In my recent past, I was a successful education professional, used to juggling domestic life (just about) with marking, planning and senior leadership projects. 12 hour days, working in my own time to get the job done - those things were hard but perfectly doable. When there was a problem, there were so many different ways of finding a solution and most of the time, it worked. If I had a marking backlog, I would work extra hard in lunchtime or evenings until it had eased. If there was a problem with getting a new initiative up and running at work, I would work with my colleagues to support them in its implementation. If a child in my class was withdrawing or having some behavioural problems, I would work patiently with them and their parents to build their confidence and help them through any difficulties. Sometimes I got too tired and felt a bit hopeless, wishing that term would end so I could recharge before starting all over again.

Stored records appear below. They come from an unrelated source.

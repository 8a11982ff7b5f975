//! Preprocess command implementation.

use anyhow::{Context, Result};
use bytepair_tokenizer::{CorpusStats, PreprocessConfig, Preprocessor};
use clap::Parser;
use std::fs;
use std::path::PathBuf;

/// Preprocess command arguments.
#[derive(Parser)]
pub struct PreprocessCommand {
    /// Text file to clean, one sample per line
    #[arg(short, long)]
    pub input: PathBuf,

    /// JSON preprocessing config
    #[arg(short, long)]
    pub config: PathBuf,

    /// Where to write the cleaned text
    #[arg(short, long)]
    pub output: PathBuf,
}

pub fn run(cmd: PreprocessCommand) -> Result<()> {
    let config = PreprocessConfig::from_path(&cmd.config)
        .with_context(|| format!("failed to load {}", cmd.config.display()))?;
    let data = fs::read_to_string(&cmd.input)
        .with_context(|| format!("failed to read {}", cmd.input.display()))?;

    let before = CorpusStats::from_samples(data.lines());
    let (lines, stats) = Preprocessor::new(config).process_all(data.lines());
    let after = CorpusStats::from_samples(&lines);

    let mut output = lines.join("\n");
    output.push('\n');
    fs::write(&cmd.output, output)
        .with_context(|| format!("failed to write {}", cmd.output.display()))?;

    println!("Preprocessed text saved to {}", cmd.output.display());
    println!("Total non-ASCII characters removed: {}", stats.non_ascii_removed);
    println!("Total unwanted spaces removed: {}", stats.extra_spaces_removed);
    println!(
        "Removed non-ASCII characters as a percentage of total characters: {:.2}%",
        stats.non_ascii_percentage()
    );
    println!(
        "Removed unwanted spaces as a percentage of total characters: {:.2}%",
        stats.extra_space_percentage()
    );
    for (label, corpus) in [("Before", before), ("After", after)] {
        println!(
            "{}: {} samples, {} characters, {:.2} characters per sample",
            label,
            corpus.num_samples,
            corpus.total_chars,
            corpus.avg_chars_per_sample()
        );
    }

    Ok(())
}
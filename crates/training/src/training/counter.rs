//! Pair counting for BPE training.
//!
//! Builds the pair frequency table for one training iteration: every
//! adjacent pair in the token sequence with its count and the position of
//! its first occurrence. The table is rebuilt from scratch each iteration.

use ahash::AHashMap;
use bytepair_core::{Pair, PairStat};

/// Pair -> frequency and first occurrence.
pub type PairStats = AHashMap<Pair, PairStat>;

/// Sequences shorter than this are always counted sequentially.
const PARALLEL_MIN_TOKENS: usize = 1 << 16;

/// Counter for BPE pair frequencies.
#[derive(Debug, Clone, Copy, Default)]
pub struct PairCounter {
    /// Whether to split counting across the rayon thread pool
    parallel: bool,
}

impl PairCounter {
    /// Create a new sequential pair counter.
    pub fn new() -> Self {
        Self::default()
    }

    /// Create a counter that counts in parallel on large inputs.
    pub fn with_parallel(parallel: bool) -> Self {
        Self { parallel }
    }

    /// Count all adjacent pairs of `tokens`.
    ///
    /// Parallel and sequential counting produce identical tables.
    pub fn count(&self, tokens: &[u32]) -> PairStats {
        if self.parallel && tokens.len() >= PARALLEL_MIN_TOKENS {
            Self::count_pairs_parallel(tokens)
        } else {
            Self::count_pairs_sequential(tokens)
        }
    }

    /// Count all pairs in parallel.
    pub fn count_pairs_parallel(tokens: &[u32]) -> PairStats {
        use rayon::prelude::*;

        tokens
            .par_windows(2)
            .enumerate()
            .fold(PairStats::new, |mut acc, (position, window)| {
                record(&mut acc, (window[0], window[1]), position);
                acc
            })
            .reduce(PairStats::new, |mut acc, partial| {
                for (pair, stat) in partial {
                    acc.entry(pair)
                        .and_modify(|existing| existing.absorb(stat))
                        .or_insert(stat);
                }
                acc
            })
    }

    /// Count all pairs sequentially.
    pub fn count_pairs_sequential(tokens: &[u32]) -> PairStats {
        let mut stats = PairStats::with_capacity(tokens.len().min(1 << 20));

        for (position, window) in tokens.windows(2).enumerate() {
            record(&mut stats, (window[0], window[1]), position);
        }

        stats
    }
}

#[inline]
fn record(stats: &mut PairStats, pair: Pair, position: usize) {
    stats
        .entry(pair)
        .and_modify(|stat| stat.observe(position))
        .or_insert_with(|| PairStat::new(position));
}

That life seemed hard, but this life is harder.
I realise this is all sounding rather negative so I better redress the balance with some positives.
My baby boy is a sociable, fun-loving baby who loves to play. As a newborn, he was relatively easy. Up until 8 weeks, he would feed himself into a milk coma and sleep plenty. He enjoyed being on his playmat or in the bouncer chair. It was easy for me to grab twenty minutes here and there to get simple household tasks done. During the first month I had a horrible time with breastfeeding (that is an entirely different blogpost in its own right) but was determined to succeed. With a lot of bloody-mindedness and support from my husband, family and myriad health professionals, we cracked it and after a month, it was still a challenge but working. My baby boy smiled early and only cried when he was hungry.
At 8 weeks everything changed. The day he had his first injections, I felt like I had betrayed him terribly. I had let two nurses stab him simultaneously in either thigh with their vaccine filled syringes. He had yelped and cried uncontrollably. I fed him with my now practised breastfeeding skills and soothed him to sleep. He was ok until that evening, he cried for two hours straight and didn't stop until I gave him some Calpol. The next morning, he was like a different baby He didn't want to be cuddled and wanted to be by himself. He was irritable and cranky. During that week, he wouldn't be held by strangers and barely tolerated being held by me unless he was really tired. Sleeping became more of a problem. He was overtired most of the time and refused to nap for more than 20-40 minutes at a time.
After a week or so, his better humour returned. He enjoyed adult attention again and seemed to be getting back on track. But the sleeping problem has remained.
His sleeping problem is now my sleeping problem. I have not had more than six hours broken sleep across a night since he was born. For five out of the last six nights, I have had between one and three hours broken sleep. I am broken.
But the real problem is this. Solving a baby's issues is not the same as solving work problems. My son is well fed and - due to the fact, I get up and feed or cuddle him back to sleep when he stirs in the night - quite well rested. But I am not. I have survived on sugary snacks to keep my energy levels up because they are easy to grab and bring a temporary surge of energy. I am not well rested. I get up three-four times every night and only sleep in 1-2 hour stints. I can't sleep in the day because my baby won't nap for long enough unless he is in the car or the sling. The solutions for my son are to the detriment of my own health.
You may ask where my husband is in all of this. He is brilliant. He gets home every night from work and has cooked, washed up. Or he has bathed our son and taken him while I can get some jobs done. I refuse to involve him in the middle of the night unless it is really traumatic (for example a recent poo explosion all over a grobag). After all, he has to function at work all day and I believe that he needs his sleep to do this. He tells me off for not waking him. He tells me it isn't fair and that I need to rely on him more.
I do. He is right.
But I am used to being an independent problem solver and it is a completely foreign idea that I should be forced to rely on someone else to get something as simple as sleep.